Shaping Enhanced Force Effectiveness Now: “Bristle Up” and “Bulk Up”
Recently, I talked with Secretary Michael W. Wynne about the core challenge of how to enhance the “fight tonight” force in the next two to five years.
Secretary Wynne started our discussion on the way ahead for the U.S. military as follows: “The mission of our military is to deter, dissuade or defeat our enemies from abroad.
“We wish to deter, hope to dissuade and shape operational capabilities to defeat our enemies.
“Let us start with deterrence. The most significant is to deter a strategic operation against American territory by maintaining the muscle of our nuclear forces and the operational capability of Air Force and Navy and the submarine force. Deterrence currently is reasonable.”
We then discussed our military credibility in terms of military force – joint and coalition – to dissuade enemies from engaging against us to advance their interests.
Secretary Wynne underscored that we now were shifting to an area where we need to work on enhancing the ready force. He characterized the path ahead as the need to “bulk up” and “bristle up.” This implies responsive logistics and purchasing munitions, with rapid delivery systems.
The ready force will not see significant impact for long term platform investments for a significant time so the question is how do you reorganize and re-set your current force to be more lethal and survivable.
The Ukrainian example highlights how a nation under a core threat to its survival has rapidly innovated using everything they had in their invenstory but doing so while reimagining how there force elements might work together to create more effective outcomes. They operate as a large special forces unit locked to the Observe Orient Deciding Acting loop with Validation and Verification at the operational level.
Wynne characterized the Ukrainian example as follows: “Use what you have inherited, work with your newest materials, and innovate in your operations.
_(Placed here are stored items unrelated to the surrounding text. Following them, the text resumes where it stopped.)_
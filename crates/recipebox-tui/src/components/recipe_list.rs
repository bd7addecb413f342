use crossterm::event::{KeyCode, KeyEvent};
use ratatui::prelude::*;
use ratatui::widgets::{Block, Borders, List, ListItem, ListState};
use recipebox_core::view::{ListView, RecipeCard};

/// Cursor over the visible recipe cards.
///
/// Holds only the selection; the cards themselves come from a fresh
/// `ListView` on every draw.
#[derive(Debug, Default)]
pub struct RecipeList {
    list_state: ListState,
}

impl RecipeList {
    pub fn new() -> Self {
        Self::default()
    }

    pub fn selected(&self) -> Option<usize> {
        self.list_state.selected()
    }

    /// Keep the selection inside `len` cards, selecting the first card when
    /// there was no selection yet.
    pub fn clamp(&mut self, len: usize) {
        if len == 0 {
            self.list_state.select(None);
            return;
        }
        let current = self.list_state.selected().unwrap_or(0);
        self.list_state.select(Some(current.min(len - 1)));
    }

    /// Back to the first card.
    pub fn scroll_to_top(&mut self) {
        if self.list_state.selected().is_some() {
            self.list_state.select(Some(0));
        }
        *self.list_state.offset_mut() = 0;
    }

    pub fn handle_key(&mut self, key: KeyEvent, len: usize) {
        if len == 0 {
            return;
        }
        let current = self.list_state.selected().unwrap_or(0);
        match key.code {
            KeyCode::Char('j') | KeyCode::Down => {
                if current + 1 < len {
                    self.list_state.select(Some(current + 1));
                }
            }
            KeyCode::Char('k') | KeyCode::Up => {
                if current > 0 {
                    self.list_state.select(Some(current - 1));
                }
            }
            // Jump to first/last
            KeyCode::Char('g') | KeyCode::Home => self.list_state.select(Some(0)),
            KeyCode::Char('G') | KeyCode::End => self.list_state.select(Some(len - 1)),
            _ => {}
        }
    }

    pub fn render(&self, frame: &mut Frame, area: Rect, view: &ListView, is_active: bool) {
        let border_style = if is_active {
            Style::default().fg(Color::Cyan)
        } else {
            Style::default().fg(Color::DarkGray)
        };

        let block = Block::default()
            .title(format!(" {} ", view.header))
            .borders(Borders::ALL)
            .border_style(border_style);

        let selected = self.list_state.selected();
        let items: Vec<ListItem> = view
            .cards
            .iter()
            .enumerate()
            .map(|(i, card)| card_item(card, selected == Some(i)))
            .collect();

        let list = List::new(items)
            .block(block)
            .highlight_style(Style::default().bg(Color::Rgb(30, 40, 60)))
            .highlight_symbol("> ");

        let mut state = self.list_state.clone();
        frame.render_stateful_widget(list, area, &mut state);
    }
}

fn card_item(card: &RecipeCard, is_selected: bool) -> ListItem<'_> {
    let label = Style::default().fg(Color::DarkGray);
    let control = if is_selected {
        Style::default().fg(Color::Yellow).bold()
    } else {
        Style::default().fg(Color::DarkGray)
    };

    let lines = vec![
        Line::from(Span::styled(card.name.as_str(), Style::default().bold())),
        Line::from(vec![
            Span::styled("Image: ", label),
            Span::styled(card.image.as_str(), Style::default().fg(Color::Blue)),
        ]),
        Line::from(vec![
            Span::styled("Ingredients: ", label),
            Span::raw(card.ingredients.as_str()),
        ]),
        Line::from(vec![
            Span::styled("Steps: ", label),
            Span::raw(card.steps.as_str()),
        ]),
        Line::from(vec![
            Span::styled(format!("[d] {}", card.delete_label), control),
            Span::raw("  "),
            Span::styled(format!("[e] {}", card.edit_label), control),
        ]),
        Line::from(""),
    ];
    ListItem::new(lines)
}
Use your guidance systems, your C2 and your ISR systems to deliver innovative solutions in your operations.”
We discussed the question of what the USAF might do in the wake of a decision by the Administration to buy a new air dominance fighter the F-47.
Wynne underscored simply that waiting for a long-term solution to using robotic wingman with a future aircraft was not what we needed to do.
‘Train today for the fight tomorrow.
“The F47 will enhance a penetrating forward element, but we can train today with robotic wingman in all the services. We have the C2, we have the autonomous weapons, but we need the imagination and the authority to make ‘bristling up’ a reality.”
A missile is after all a robotic element as one might point out are the case with satellites. The fifth-generation approach of innovations in the sensor-shooter relationship whereby the manned element identifies targets which another shooter can attack lays down a template for rapid change in introducing over the shoulder fires directed by the manned aircraft element.
Using the Ukrainian example, you use what you have, combined with new ways to direct fires, rather than waiting for tomorrow’s solution.
The fight tonight force needs this capability now.
Wynne underscored: “We have already built the infrastructure to do command and control at a distance.
“We have already created distant devices that can go boom in the night.
“We have already established guidance systems that can bring those systems to within 10 miles of their intended target and then actually give a visual and ask for a final okay over almost 800 miles.
“We can do that.
“But we need to give ourselves permission to do that.
“It took the Ukrainians about a year to give themselves permission to use lethal force in an autonomous way.
“It took them almost a year and a half of combat to finally figure out how to do first person drones, but they had the technology when the war started.
“They never gave themselves permission to do it.
“We need to do so.
“We need to train to give our force structure and our commanders and our soldiers and our sailors and our airmen permission to use a capability that they already have embedded in the force structure.”
This is the “bristle up” part of the equation of enhancing the “fight tonight” force.
As Wynne put it: “When I talk about bristling up, we need to focus on the terminal effect of hitting the target and work your way back to the release point.
“And the release point does not have to be the actual command and control.
“It can be any command and control that you have given permission to fly that terminal mission.
“Think OODA and drive it to the tip of the ground, maritime, and air/space spear.”
The challenge is to enable force multiplication by leveraging distributed C2 and the sensor-shooter revolution.
Put in other words, organizational change is needed to leverage capabilities inherent in the force which can be enhanced as autonomous systems are added to the force.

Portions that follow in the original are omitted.